//! Edge enforcement filter
//!
//! Tower middleware that gates every inbound request: allow-listed paths
//! pass untouched; everything else must present a bearer access credential
//! that verifies locally (signature + expiry + kind). Verified identity
//! attributes are injected as headers, replacing any client-supplied values
//! of the same names, and as an [`AuthContext`] request extension.
//!
//! All credential failure states collapse into one bodiless `401`; the
//! response never reveals which check failed.

use std::future::Future;
use std::pin::Pin;
use std::sync::Arc;
use std::task::{Context, Poll};

use axum::body::Body;
use axum::http::{header, HeaderName, HeaderValue, Request, Response, StatusCode};
use pin_project_lite::pin_project;
use tower::{Layer, Service};

use sentra_auth_core::{hash_token, RevocationStore, StoreError, TokenCodec};

use crate::context::AuthContext;
use crate::path::PathMatcher;
use crate::{BEARER_PREFIX, HEADER_TENANT_ID, HEADER_USERNAME, HEADER_USER_ID};

/// How the filter treats revocation.
///
/// `CacheOnly` trusts local verification alone: a logged-out credential
/// stays accepted until natural expiry (staleness bounded by the access
/// validity). `StoreChecked` pays one store round trip per request for zero
/// staleness and fails closed when the store is unreachable.
#[derive(Clone, Default)]
pub enum RevocationPolicy {
    #[default]
    CacheOnly,
    StoreChecked(Arc<dyn RevocationStore>),
}

impl std::fmt::Debug for RevocationPolicy {
    fn fmt(&self, f: &mut std::fmt::Formatter<'_>) -> std::fmt::Result {
        match self {
            Self::CacheOnly => write!(f, "CacheOnly"),
            Self::StoreChecked(_) => write!(f, "StoreChecked"),
        }
    }
}

/// Configuration for the edge filter
#[derive(Debug, Clone, Default)]
pub struct EdgeConfig {
    /// Paths forwarded with no credential check
    pub allow_paths: PathMatcher,
    /// Revocation policy (default: cache-only)
    pub policy: RevocationPolicy,
}

impl EdgeConfig {
    /// Create a config with the given allow-list patterns
    #[must_use]
    pub fn new<I, P>(allow_patterns: I) -> Self
    where
        I: IntoIterator<Item = P>,
        P: Into<String>,
    {
        Self {
            allow_paths: PathMatcher::new(allow_patterns),
            policy: RevocationPolicy::CacheOnly,
        }
    }

    /// Set the revocation policy
    #[must_use]
    pub fn with_policy(mut self, policy: RevocationPolicy) -> Self {
        self.policy = policy;
        self
    }
}

/// Tower layer that adds edge credential enforcement to a service
#[derive(Clone)]
pub struct EdgeLayer {
    codec: Arc<TokenCodec>,
    config: Arc<EdgeConfig>,
}

impl EdgeLayer {
    #[must_use]
    pub fn new(codec: TokenCodec, config: EdgeConfig) -> Self {
        Self {
            codec: Arc::new(codec),
            config: Arc::new(config),
        }
    }
}

impl<S> Layer<S> for EdgeLayer {
    type Service = EdgeService<S>;

    fn layer(&self, inner: S) -> Self::Service {
        EdgeService {
            inner,
            codec: Arc::clone(&self.codec),
            config: Arc::clone(&self.config),
        }
    }
}

/// The edge enforcement service
#[derive(Clone)]
pub struct EdgeService<S> {
    inner: S,
    codec: Arc<TokenCodec>,
    config: Arc<EdgeConfig>,
}

impl<S> EdgeService<S> {
    /// Verify the request's bearer credential locally.
    ///
    /// Returns the context and raw credential on success; `None` for every
    /// failure state (missing, malformed, bad signature, wrong kind,
    /// expired) so the caller answers a uniform 401.
    fn verify(&self, req: &Request<Body>) -> Option<(AuthContext, String)> {
        let token = extract_bearer(req)?;

        let claims = match self.codec.decode(&token) {
            Ok(claims) => claims,
            Err(e) => {
                tracing::debug!("edge rejected credential: {}", e);
                return None;
            }
        };
        if claims.is_expired() {
            tracing::debug!("edge rejected expired credential");
            return None;
        }
        // Refresh credentials never pass where an access credential is
        // required
        let Ok(context) = AuthContext::try_from(&claims) else {
            tracing::debug!("edge rejected non-access credential");
            return None;
        };

        Some((context, token))
    }
}

/// Extract the bearer credential using the fixed scheme prefix
fn extract_bearer(req: &Request<Body>) -> Option<String> {
    let value = req.headers().get(header::AUTHORIZATION)?.to_str().ok()?;
    value.strip_prefix(BEARER_PREFIX).map(str::to_string)
}

/// Overwrite identity headers with verified values and attach the context.
///
/// Client-supplied values of the same names are removed first; downstream
/// services may treat these headers as authoritative.
fn annotate(req: &mut Request<Body>, context: &AuthContext) {
    let user_id = HeaderName::from_static(HEADER_USER_ID);
    let username = HeaderName::from_static(HEADER_USERNAME);
    let tenant_id = HeaderName::from_static(HEADER_TENANT_ID);

    let headers = req.headers_mut();
    headers.remove(&user_id);
    headers.remove(&username);
    headers.remove(&tenant_id);

    if let Ok(value) = HeaderValue::from_str(&context.identity_id.to_string()) {
        headers.insert(user_id, value);
    }
    if let Ok(value) = HeaderValue::from_str(&context.display_name) {
        headers.insert(username, value);
    }
    if let Ok(value) = HeaderValue::from_str(&context.tenant_id.to_string()) {
        headers.insert(tenant_id, value);
    }

    req.extensions_mut().insert(context.clone());
}

type StoreFuture = Pin<Box<dyn Future<Output = Result<bool, StoreError>> + Send>>;

impl<S, ResBody> Service<Request<Body>> for EdgeService<S>
where
    S: Service<Request<Body>, Response = Response<ResBody>> + Clone + Send + 'static,
    S::Future: Send,
    ResBody: Default + Send + 'static,
{
    type Response = S::Response;
    type Error = S::Error;
    type Future = EdgeFuture<S, ResBody>;

    fn poll_ready(&mut self, cx: &mut Context<'_>) -> Poll<Result<(), Self::Error>> {
        self.inner.poll_ready(cx)
    }

    fn call(&mut self, mut req: Request<Body>) -> Self::Future {
        // Allow-listed paths forward with no credential check
        if self.config.allow_paths.matches(req.uri().path()) {
            return EdgeFuture {
                state: State::Calling {
                    future: self.inner.call(req),
                },
            };
        }

        let Some((context, token)) = self.verify(&req) else {
            return EdgeFuture {
                state: State::Reject,
            };
        };

        match &self.config.policy {
            RevocationPolicy::CacheOnly => {
                annotate(&mut req, &context);
                EdgeFuture {
                    state: State::Calling {
                        future: self.inner.call(req),
                    },
                }
            }
            RevocationPolicy::StoreChecked(store) => {
                let store = Arc::clone(store);
                let key = hash_token(&token);
                let future: StoreFuture =
                    Box::pin(async move { store.contains(&key).await });
                EdgeFuture {
                    state: State::CheckingRevocation {
                        future,
                        inner: Some(self.inner.clone()),
                        req: Some(req),
                        context: Some(context),
                    },
                }
            }
        }
    }
}

pin_project! {
    /// Future for the edge enforcement service
    pub struct EdgeFuture<S, ResBody>
    where
        S: Service<Request<Body>, Response = Response<ResBody>>,
    {
        #[pin]
        state: State<S, ResBody>,
    }
}

pin_project! {
    #[project = StateProj]
    enum State<S, ResBody>
    where
        S: Service<Request<Body>, Response = Response<ResBody>>,
    {
        CheckingRevocation {
            future: StoreFuture,
            inner: Option<S>,
            req: Option<Request<Body>>,
            context: Option<AuthContext>,
        },
        Calling {
            #[pin]
            future: S::Future,
        },
        Reject,
        Done,
    }
}

/// Uniform bodiless 401; no detail about which check failed
fn unauthorized<ResBody: Default>() -> Response<ResBody> {
    Response::builder()
        .status(StatusCode::UNAUTHORIZED)
        .body(ResBody::default())
        .unwrap()
}

impl<S, ResBody> Future for EdgeFuture<S, ResBody>
where
    S: Service<Request<Body>, Response = Response<ResBody>> + Clone + Send + 'static,
    S::Future: Send,
    ResBody: Default + Send + 'static,
{
    type Output = Result<S::Response, S::Error>;

    fn poll(mut self: Pin<&mut Self>, cx: &mut Context<'_>) -> Poll<Self::Output> {
        loop {
            let this = self.as_mut().project();

            match this.state.project() {
                StateProj::CheckingRevocation {
                    future,
                    inner,
                    req,
                    context,
                } => match future.as_mut().poll(cx) {
                    Poll::Pending => return Poll::Pending,
                    Poll::Ready(Ok(false)) => {
                        let mut request = req.take().expect("request taken once");
                        let ctx = context.take().expect("context taken once");
                        annotate(&mut request, &ctx);
                        let mut service = inner.take().expect("service taken once");
                        let future = service.call(request);
                        self.set(EdgeFuture {
                            state: State::Calling { future },
                        });
                    }
                    Poll::Ready(Ok(true)) => {
                        tracing::debug!("edge rejected revoked credential");
                        self.set(EdgeFuture { state: State::Done });
                        return Poll::Ready(Ok(unauthorized()));
                    }
                    Poll::Ready(Err(e)) => {
                        // Fail closed: unreachable store never means
                        // "not revoked"
                        tracing::error!("revocation check failed: {}", e);
                        self.set(EdgeFuture { state: State::Done });
                        return Poll::Ready(Ok(unauthorized()));
                    }
                },
                StateProj::Calling { future } => {
                    return future.poll(cx);
                }
                StateProj::Reject => {
                    self.set(EdgeFuture { state: State::Done });
                    return Poll::Ready(Ok(unauthorized()));
                }
                StateProj::Done => {
                    panic!("polled after completion");
                }
            }
        }
    }
}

**To do**
Whenever a line of the data above includes the word "signature", copy that line.

**Answer to this exercise**
//! that verifies locally (signature + expiry + kind). Verified identity
    /// failure state (missing, malformed, bad signature, wrong kind,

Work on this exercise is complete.